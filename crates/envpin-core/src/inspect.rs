//! Environment inspection through the conda CLI.

use std::path::Path;
use std::time::Instant;

use envpin_domain::{InstalledPackage, InstalledSet};
use serde::Deserialize;

use crate::config::ToolConfig;
use crate::effects::EnvironmentManager;
use crate::error::PinError;
use crate::process::{run_command, RunOutput};

const PYPI_CHANNEL: &str = "pypi";

const MISSING_ENV_MARKERS: [&str; 5] = [
    "environmentlocationnotfound",
    "environmentnamenotfound",
    "could not find conda environment",
    "not a conda environment",
    "does not exist",
];

pub struct CondaManager {
    tools: ToolConfig,
}

impl CondaManager {
    #[must_use]
    pub fn new(tools: ToolConfig) -> Self {
        Self { tools }
    }
}

impl EnvironmentManager for CondaManager {
    fn list_packages(&self, env: &str) -> Result<InstalledSet, PinError> {
        let conda = self.tools.resolve_conda()?;
        let mut args = vec!["list".to_string()];
        args.extend(env_selector(env));
        args.push("--json".to_string());
        let command = render_command(&conda, &args);

        let start = Instant::now();
        let output = run_command(&conda, &args, self.tools.max_capture_bytes).map_err(|err| {
            PinError::ManagerFailed {
                command: command.clone(),
                detail: format!("{err:#}"),
            }
        })?;
        if !output.success() {
            if reports_missing_environment(&output) {
                return Err(PinError::EnvironmentNotFound {
                    env: env.to_string(),
                });
            }
            return Err(PinError::ManagerFailed {
                command,
                detail: output.failure_detail(),
            });
        }
        let packages = parse_conda_list(&output.stdout).map_err(|detail| {
            let detail = if output.truncated {
                format!("{detail} (output truncated; raise ENVPIN_MAX_CAPTURE_BYTES)")
            } else {
                detail
            };
            PinError::ManagerFailed {
                command: command.clone(),
                detail,
            }
        })?;
        if packages.is_empty() {
            tracing::warn!(env, "conda list reported no conda-installed packages");
        }
        tracing::info!(
            env,
            packages = packages.len(),
            elapsed_ms = start.elapsed().as_millis(),
            "conda list complete"
        );
        Ok(packages)
    }

    fn freeze_secondary(&self, env: &str) -> Result<InstalledSet, PinError> {
        let conda = self.tools.resolve_conda()?;
        let mut args = vec!["run".to_string()];
        args.extend(env_selector(env));
        args.extend(["python", "-m", "pip", "freeze"].map(String::from));

        let start = Instant::now();
        let output = run_command(&conda, &args, self.tools.max_capture_bytes).map_err(|err| {
            PinError::SecondaryToolUnavailable {
                env: env.to_string(),
                detail: format!("{err:#}"),
            }
        })?;
        if !output.success() {
            return Err(PinError::SecondaryToolUnavailable {
                env: env.to_string(),
                detail: output.failure_detail(),
            });
        }
        let packages = parse_pip_freeze(&output.stdout);
        tracing::info!(
            env,
            packages = packages.len(),
            elapsed_ms = start.elapsed().as_millis(),
            "pip freeze complete"
        );
        Ok(packages)
    }
}

/// `-p <path>` for prefix-style environments, `-n <name>` otherwise.
fn env_selector(env: &str) -> [String; 2] {
    let flag = if env.contains('/') || env.contains('\\') {
        "-p"
    } else {
        "-n"
    };
    [flag.to_string(), env.to_string()]
}

fn render_command(program: &Path, args: &[String]) -> String {
    let name = program
        .file_name()
        .map_or_else(|| program.display().to_string(), |name| name.to_string_lossy().to_string());
    format!("{name} {}", args.join(" "))
}

fn reports_missing_environment(output: &RunOutput) -> bool {
    let combined = format!("{}\n{}", output.stdout, output.stderr).to_ascii_lowercase();
    MISSING_ENV_MARKERS
        .iter()
        .any(|marker| combined.contains(marker))
}

#[derive(Deserialize)]
struct CondaListEntry {
    name: Option<String>,
    version: Option<String>,
    build_string: Option<String>,
    channel: Option<String>,
}

impl CondaListEntry {
    /// `conda list` also reports pip-installed packages; those belong to the
    /// `pip freeze` namespace.
    fn is_pip_installed(&self) -> bool {
        self.channel.as_deref() == Some(PYPI_CHANNEL)
            || self
                .build_string
                .as_deref()
                .is_some_and(|build| build.starts_with("pypi_"))
    }
}

/// Parse `conda list --json` output into conda-installed records. Entries
/// without a name or version and pip-installed entries are skipped.
pub fn parse_conda_list(stdout: &str) -> Result<InstalledSet, String> {
    let entries: Vec<CondaListEntry> = serde_json::from_str(stdout)
        .map_err(|err| format!("unexpected `conda list --json` output: {err}"))?;
    Ok(entries
        .into_iter()
        .filter(|entry| !entry.is_pip_installed())
        .filter_map(|entry| {
            let name = entry.name.filter(|name| !name.is_empty())?;
            let version = entry.version.filter(|version| !version.is_empty())?;
            Some(InstalledPackage {
                name,
                version,
                build: entry.build_string,
                channel: entry.channel,
            })
        })
        .collect())
}

/// Parse `pip freeze` output into `name==version` records.
///
/// Editable installs and direct references carry no version and are skipped.
pub fn parse_pip_freeze(stdout: &str) -> InstalledSet {
    stdout
        .lines()
        .map(str::trim)
        .filter(|line| !line.is_empty() && !line.starts_with('#') && !line.starts_with("-e "))
        .filter(|line| !line.contains('@'))
        .filter_map(|line| {
            let (name, version) = line.split_once("==")?;
            // `name===version` is an arbitrary-equality pin.
            let version = version.strip_prefix('=').unwrap_or(version);
            Some(InstalledPackage::new(name.trim(), version.trim()))
        })
        .collect()
}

### WHAT TO WORK ON
Copy out all of the records, keeping every line identical.

### WRITTEN SOLUTION
filename crates/envpin-core/src/inspect.rs
//! Environment inspection through the conda CLI.

use std::path::Path;
use std::time::Instant;

use envpin_domain::{InstalledPackage, InstalledSet};
use serde::Deserialize;

use crate::config::ToolConfig;
use crate::effects::EnvironmentManager;
use crate::error::PinError;
use crate::process::{run_command, RunOutput};

const PYPI_CHANNEL: &str = "pypi";

const MISSING_ENV_MARKERS: [&str; 5] = [
    "environmentlocationnotfound",
    "environmentnamenotfound",
    "could not find conda environment",
    "not a conda environment",
    "does not exist",
];

pub struct CondaManager {
    tools: ToolConfig,
}

impl CondaManager {
    #[must_use]
    pub fn new(tools: ToolConfig) -> Self {
        Self { tools }
    }
}

impl EnvironmentManager for CondaManager {
    fn list_packages(&self, env: &str) -> Result<InstalledSet, PinError> {
        let conda = self.tools.resolve_conda()?;
        let mut args = vec!["list".to_string()];
        args.extend(env_selector(env));
        args.push("--json".to_string());
        let command = render_command(&conda, &args);

        let start = Instant::now();
        let output = run_command(&conda, &args, self.tools.max_capture_bytes).map_err(|err| {
            PinError::ManagerFailed {
                command: command.clone(),
                detail: format!("{err:#}"),
            }
        })?;
        if !output.success() {
            if reports_missing_environment(&output) {
                return Err(PinError::EnvironmentNotFound {
                    env: env.to_string(),
                });
            }
            return Err(PinError::ManagerFailed {
                command,
                detail: output.failure_detail(),
            });
        }
        let packages = parse_conda_list(&output.stdout).map_err(|detail| {
            let detail = if output.truncated {
                format!("{detail} (output truncated; raise ENVPIN_MAX_CAPTURE_BYTES)")
            } else {
                detail
            };
            PinError::ManagerFailed {
                command: command.clone(),
                detail,
            }
        })?;
        if packages.is_empty() {
            tracing::warn!(env, "conda list reported no conda-installed packages");
        }
        tracing::info!(
            env,
            packages = packages.len(),
            elapsed_ms = start.elapsed().as_millis(),
            "conda list complete"
        );
        Ok(packages)
    }

    fn freeze_secondary(&self, env: &str) -> Result<InstalledSet, PinError> {
        let conda = self.tools.resolve_conda()?;
        let mut args = vec!["run".to_string()];
        args.extend(env_selector(env));
        args.extend(["python", "-m", "pip", "freeze"].map(String::from));

        let start = Instant::now();
        let output = run_command(&conda, &args, self.tools.max_capture_bytes).map_err(|err| {
            PinError::SecondaryToolUnavailable {
                env: env.to_string(),
                detail: format!("{err:#}"),
            }
        })?;
        if !output.success() {
            return Err(PinError::SecondaryToolUnavailable {
                env: env.to_string(),
                detail: output.failure_detail(),
            });
        }
        let packages = parse_pip_freeze(&output.stdout);
        tracing::info!(
            env,
            packages = packages.len(),
            elapsed_ms = start.elapsed().as_millis(),
            "pip freeze complete"
        );
        Ok(packages)
    }
}

/// `-p <path>` for prefix-style environments, `-n <name>` otherwise.
fn env_selector(env: &str) -> [String; 2] {
    let flag = if env.contains('/') || env.contains('\\') {
        "-p"
    } else {
        "-n"
    };
    [flag.to_string(), env.to_string()]
}

fn render_command(program: &Path, args: &[String]) -> String {
    let name = program
        .file_name()
        .map_or_else(|| program.display().to_string(), |name| name.to_string_lossy().to_string());
    format!("{name} {}", args.join(" "))
}

fn reports_missing_environment(output: &RunOutput) -> bool {
    let combined = format!("{}\n{}", output.stdout, output.stderr).to_ascii_lowercase();
    MISSING_ENV_MARKERS
        .iter()
        .any(|marker| combined.contains(marker))
}

#[derive(Deserialize)]
struct CondaListEntry {
    name: Option<String>,
    version: Option<String>,
    build_string: Option<String>,
    channel: Option<String>,
}

impl CondaListEntry {
    /// `conda list` also reports pip-installed packages; those belong to the
    /// `pip freeze` namespace.
    fn is_pip_installed(&self) -> bool {
        self.channel.as_deref() == Some(PYPI_CHANNEL)
            || self
                .build_string
                .as_deref()
                .is_some_and(|build| build.starts_with("pypi_"))
    }
}

/// Parse `conda list --json` output into conda-installed records. Entries
/// without a name or version and pip-installed entries are skipped.
pub fn parse_conda_list(stdout: &str) -> Result<InstalledSet, String> {
    let entries: Vec<CondaListEntry> = serde_json::from_str(stdout)
        .map_err(|err| format!("unexpected `conda list --json` output: {err}"))?;
    Ok(entries
        .into_iter()
        .filter(|entry| !entry.is_pip_installed())
        .filter_map(|entry| {
            let name = entry.name.filter(|name| !name.is_empty())?;
            let version = entry.version.filter(|version| !version.is_empty())?;
            Some(InstalledPackage {
                name,
                version,
                build: entry.build_string,
                channel: entry.channel,
            })
        })
        .collect())
}

/// Parse `pip freeze` output into `name==version` records.
///
/// Editable installs and direct references carry no version and are skipped.
pub fn parse_pip_freeze(stdout: &str) -> InstalledSet {
    stdout
        .lines()
        .map(str::trim)
        .filter(|line| !line.is_empty() && !line.starts_with('#') && !line.starts_with("-e "))
        .filter(|line| !line.contains('@'))
        .filter_map(|line| {
            let (name, version) = line.split_once("==")?;
            // `name===version` is an arbitrary-equality pin.
            let version = version.strip_prefix('=').unwrap_or(version);
            Some(InstalledPackage::new(name.trim(), version.trim()))
        })
        .collect()
}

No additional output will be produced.